PWR Holdings Limited is an Australian-based company involved in the design and the production of customised cooling solutions for motorsports and the automotive industry.

The Company offers cooling solutions for water (radiators), oil and forced induction air (inter-coolers) systems for the global motorsports industry. It also engineers cooling solutions for the automotive OEM (Original Equipment Manufacture) and automotive aftermarket and is diversifying into emerging technology applications when cooling solutions are required.
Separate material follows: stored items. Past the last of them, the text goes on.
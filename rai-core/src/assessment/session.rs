//! Interactive assessment session.
//!
//! Holds the state an assessment workflow accumulates across commands. A
//! command whose inputs are not yet available yields
//! `SessionOutcome::NotReady` instead of an error.

use super::orchestrator::AssessmentOrchestrator;
use super::summary::AssessmentSummary;
use crate::error::RaiError;
use crate::lifecycle::{EvidenceStore, LifecycleTracker};
use crate::model::{
    AiaReport, LifecyclePhase, LifecycleStatus, PhaseTransition, Principle, PrincipleEvaluation,
    RiskAssessment, SystemProfile,
};
use std::sync::Arc;
use tracing::{debug, info};

/// A request issued against a session.
#[derive(Debug, Clone, PartialEq)]
pub enum AssessmentCommand {
    FullAssessment,
    Principle(Principle),
    Aia,
    LifecycleStatus,
    VerifyCheckpoints,
    Transition {
        to: LifecyclePhase,
        authorized_by: String,
    },
    Summary,
}

impl AssessmentCommand {
    fn label(&self) -> &'static str {
        match self {
            AssessmentCommand::FullAssessment => "full assessment",
            AssessmentCommand::Principle(_) => "principle evaluation",
            AssessmentCommand::Aia => "AIA",
            AssessmentCommand::LifecycleStatus => "lifecycle status",
            AssessmentCommand::VerifyCheckpoints => "checkpoint verification",
            AssessmentCommand::Transition { .. } => "phase transition",
            AssessmentCommand::Summary => "summary",
        }
    }
}

#[derive(Debug, Clone, PartialEq)]
pub enum SessionOutcome {
    Evaluated(Vec<PrincipleEvaluation>),
    Report(Box<AiaReport>),
    Lifecycle(Box<LifecycleStatus>),
    Transitioned(PhaseTransition),
    Summary(AssessmentSummary),
    /// A precondition is unmet; the message says what is missing.
    NotReady(String),
}

pub struct AssessmentSession {
    pub system_profile: Option<SystemProfile>,
    pub lifecycle_status: Option<LifecycleStatus>,
    pub principle_evaluations: Vec<PrincipleEvaluation>,
    pub aia_report: Option<AiaReport>,
    pub risk_assessment: Option<RiskAssessment>,
    pub evidence: EvidenceStore,
    /// Commands executed so far.
    pub turns: usize,
    orchestrator: Arc<AssessmentOrchestrator>,
    tracker: LifecycleTracker,
}

impl Default for AssessmentSession {
    fn default() -> Self {
        Self::new(Arc::new(AssessmentOrchestrator::default()))
    }
}

impl AssessmentSession {
    pub fn new(orchestrator: Arc<AssessmentOrchestrator>) -> Self {
        Self {
            system_profile: None,
            lifecycle_status: None,
            principle_evaluations: Vec::new(),
            aia_report: None,
            risk_assessment: None,
            evidence: EvidenceStore::default(),
            turns: 0,
            orchestrator,
            tracker: LifecycleTracker::default(),
        }
    }

    pub fn with_tracker(mut self, tracker: LifecycleTracker) -> Self {
        self.tracker = tracker;
        self
    }

    pub fn with_profile(mut self, profile: SystemProfile) -> Self {
        self.set_profile(profile);
        self
    }

    pub fn with_evidence(mut self, evidence: EvidenceStore) -> Self {
        self.evidence = evidence;
        self
    }

    pub fn with_risk_assessment(mut self, risk: RiskAssessment) -> Self {
        self.risk_assessment = Some(risk);
        self
    }

    /// Replace the profile and discard results derived from the old one.
    pub fn set_profile(&mut self, profile: SystemProfile) {
        self.system_profile = Some(profile);
        self.lifecycle_status = None;
        self.principle_evaluations.clear();
        self.aia_report = None;
    }

    pub async fn execute(&mut self, command: AssessmentCommand) -> Result<SessionOutcome, RaiError> {
        self.turns += 1;
        debug!(turn = self.turns, command = command.label(), "Executing session command");

        let Some(profile) = self.system_profile.clone() else {
            if command == AssessmentCommand::Summary {
                return Ok(self.summary());
            }
            return Ok(SessionOutcome::NotReady(format!(
                "No system profile in session. Set a system profile before running {}.",
                command.label()
            )));
        };

        let outcome = match command {
            AssessmentCommand::FullAssessment => {
                let evaluations = self.orchestrator.run_assessment(&profile, &[]).await;
                self.principle_evaluations = evaluations.clone();
                self.compile_report(&profile)
            }
            AssessmentCommand::Principle(principle) => {
                let evaluation = self
                    .orchestrator
                    .evaluate_principle(&profile, principle)
                    .await?;
                self.principle_evaluations
                    .retain(|e| e.principle != principle);
                self.principle_evaluations.push(evaluation.clone());
                self.principle_evaluations.sort_by_key(|e| e.principle);
                SessionOutcome::Evaluated(vec![evaluation])
            }
            AssessmentCommand::Aia => self.compile_report(&profile),
            AssessmentCommand::LifecycleStatus => {
                let status = self.lifecycle_for(&profile).clone();
                SessionOutcome::Lifecycle(Box::new(status))
            }
            AssessmentCommand::VerifyCheckpoints => {
                let current = self.lifecycle_for(&profile).clone();
                let verified = self.tracker.verify_all(&current, &self.evidence);
                self.lifecycle_status = Some(verified.clone());
                SessionOutcome::Lifecycle(Box::new(verified))
            }
            AssessmentCommand::Transition { to, authorized_by } => {
                let tracker = self.tracker.clone();
                let status = self.lifecycle_for(&profile);
                let transition = tracker.transition(status, to, &authorized_by)?;
                if let Some(profile) = self.system_profile.as_mut() {
                    profile.current_phase = to;
                }
                SessionOutcome::Transitioned(transition)
            }
            AssessmentCommand::Summary => self.summary(),
        };

        info!(turn = self.turns, system_id = %profile.system_id, "Session command complete");
        Ok(outcome)
    }

    fn compile_report(&mut self, profile: &SystemProfile) -> SessionOutcome {
        let report = self.orchestrator.run_aia(
            profile,
            self.principle_evaluations.clone(),
            self.risk_assessment.clone(),
        );
        self.aia_report = Some(report.clone());
        SessionOutcome::Report(Box::new(report))
    }

    fn lifecycle_for(&mut self, profile: &SystemProfile) -> &mut LifecycleStatus {
        let tracker = &self.tracker;
        self.lifecycle_status
            .get_or_insert_with(|| tracker.initialize(profile))
    }

    fn summary(&self) -> SessionOutcome {
        match AssessmentSummary::from_evaluations(&self.principle_evaluations) {
            Some(summary) => match &self.aia_report {
                Some(report) => {
                    SessionOutcome::Summary(summary.with_aia_recommendation(report.overall_recommendation))
                }
                None => SessionOutcome::Summary(summary),
            },
            None => SessionOutcome::NotReady(
                "No evaluations completed. Run an assessment first.".to_string(),
            ),
        }
    }
}

#[cfg(test)]
mod tests {
    use super::*;
    use crate::error::LifecycleError;
    use crate::model::{AiSystemType, AiaRecommendation};

    fn profile() -> SystemProfile {
        let mut p = SystemProfile::new(
            "sys-7",
            "Demand Forecaster",
            "Forecasts weekly demand for inventory planning",
            AiSystemType::Regression,
            "Supply Chain",
        )
        .with_phase(LifecyclePhase::ValidationVerification);
        p.operators = vec!["Planners".into()];
        p
    }

    #[tokio::test]
    async fn test_commands_without_profile_are_not_ready() {
        let mut session = AssessmentSession::default();
        for command in [
            AssessmentCommand::FullAssessment,
            AssessmentCommand::Aia,
            AssessmentCommand::LifecycleStatus,
            AssessmentCommand::Summary,
        ] {
            let outcome = session.execute(command).await.unwrap();
            assert!(matches!(outcome, SessionOutcome::NotReady(_)));
        }
        assert_eq!(session.turns, 4);
    }

    #[tokio::test]
    async fn test_principle_then_aia_then_summary() {
        let mut session = AssessmentSession::default().with_profile(profile());

        let outcome = session
            .execute(AssessmentCommand::Principle(Principle::Security))
            .await
            .unwrap();
        assert!(matches!(outcome, SessionOutcome::Evaluated(ref v) if v.len() == 1));

        // re-running replaces rather than duplicates
        session
            .execute(AssessmentCommand::Principle(Principle::Security))
            .await
            .unwrap();
        assert_eq!(session.principle_evaluations.len(), 1);

        let SessionOutcome::Report(report) = session.execute(AssessmentCommand::Aia).await.unwrap()
        else {
            panic!("expected report");
        };
        assert_eq!(report.principle_evaluations.len(), 1);
        assert!(session.aia_report.is_some());

        let SessionOutcome::Summary(summary) =
            session.execute(AssessmentCommand::Summary).await.unwrap()
        else {
            panic!("expected summary");
        };
        assert_eq!(summary.principle_scores.len(), 1);
        assert_eq!(
            summary.aia_recommendation,
            Some(report.overall_recommendation)
        );
    }

    #[tokio::test]
    async fn test_full_assessment_stores_results() {
        let mut session = AssessmentSession::default().with_profile(profile());
        let outcome = session
            .execute(AssessmentCommand::FullAssessment)
            .await
            .unwrap();
        let SessionOutcome::Report(report) = outcome else {
            panic!("expected report");
        };
        assert_eq!(session.principle_evaluations.len(), 6);
        assert_ne!(
            report.overall_recommendation,
            AiaRecommendation::RequiresFurtherAssessment
        );
    }

    #[tokio::test]
    async fn test_lifecycle_flow_updates_profile_phase() {
        let evidence = EvidenceStore::new()
            .with("validation_report", "v.pdf")
            .with("fairness_metrics", "f.csv")
            .with("evidence_VV-001-C1", true)
            .with("evidence_VV-001-C2", true)
            .with("evidence_VV-001-C3", true);
        let mut session = AssessmentSession::default()
            .with_profile(profile())
            .with_evidence(evidence);

        let SessionOutcome::Lifecycle(status) = session
            .execute(AssessmentCommand::VerifyCheckpoints)
            .await
            .unwrap()
        else {
            panic!("expected lifecycle status");
        };
        assert!(status.ready_for_next_phase);

        let SessionOutcome::Transitioned(transition) = session
            .execute(AssessmentCommand::Transition {
                to: LifecyclePhase::Deployment,
                authorized_by: "Release Board".into(),
            })
            .await
            .unwrap()
        else {
            panic!("expected transition");
        };
        assert_eq!(transition.checkpoints_verified, vec!["VV-001".to_string()]);
        assert_eq!(
            session.system_profile.as_ref().map(|p| p.current_phase),
            Some(LifecyclePhase::Deployment)
        );
        assert_eq!(
            session.lifecycle_status.as_ref().map(|s| s.current_phase),
            Some(LifecyclePhase::Deployment)
        );
    }

    #[tokio::test]
    async fn test_transition_from_shutdown_is_error() {
        let mut session = AssessmentSession::default()
            .with_profile(profile().with_phase(LifecyclePhase::Shutdown));
        let err = session
            .execute(AssessmentCommand::Transition {
                to: LifecyclePhase::Deployment,
                authorized_by: "x".into(),
            })
            .await
            .unwrap_err();
        assert!(matches!(
            err,
            RaiError::Lifecycle(LifecycleError::TerminalPhase { .. })
        ));
    }
}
It is anticipated that PWH will list on the ASX during November 2015.

https://www.pwr.com.au


----------



## just_jay (13 March 2019)

high vol today just above support.


----------



## Zaxon (13 March 2019)

just_jay said:


> high vol today just above support.




It needs to work harder.  It's currently the only stock I hold that I'm in the red with.


----------



## jjbinks (12 June 2019)

haven't looked much at charts recently. 
But has broken through resistance at the ~$4 mark. Will be interesting to see if it holds and trends up further?


----------



## rnr (22 December 2019)

PWR is another stock sitting within striking distance of Higher Resistance of $4.98 and an ATH of $5.06.


----------



## Dona Ferentes (26 April 2021)

not to be confused with Peter Warren Automotive (ASX code : *PWR*) which is listing 27 April

PWH doing quite nicely, 

Revenues, Margins, Net Profit






quickly got over Covid, and reaching fresh highs of late:


----------



## Country Lad (26 July 2021)

Another break of 3 of my triggers today. 






Managed to top up but with a bit of difficulty. For some reason the internet was a bit slow  today.


----------



## Country Lad (24 September 2021)

This one keeps on giving.  Need to be a bit careful as there are only 100 mil shares on issue and could easily go the other way if sentiment changes.


----------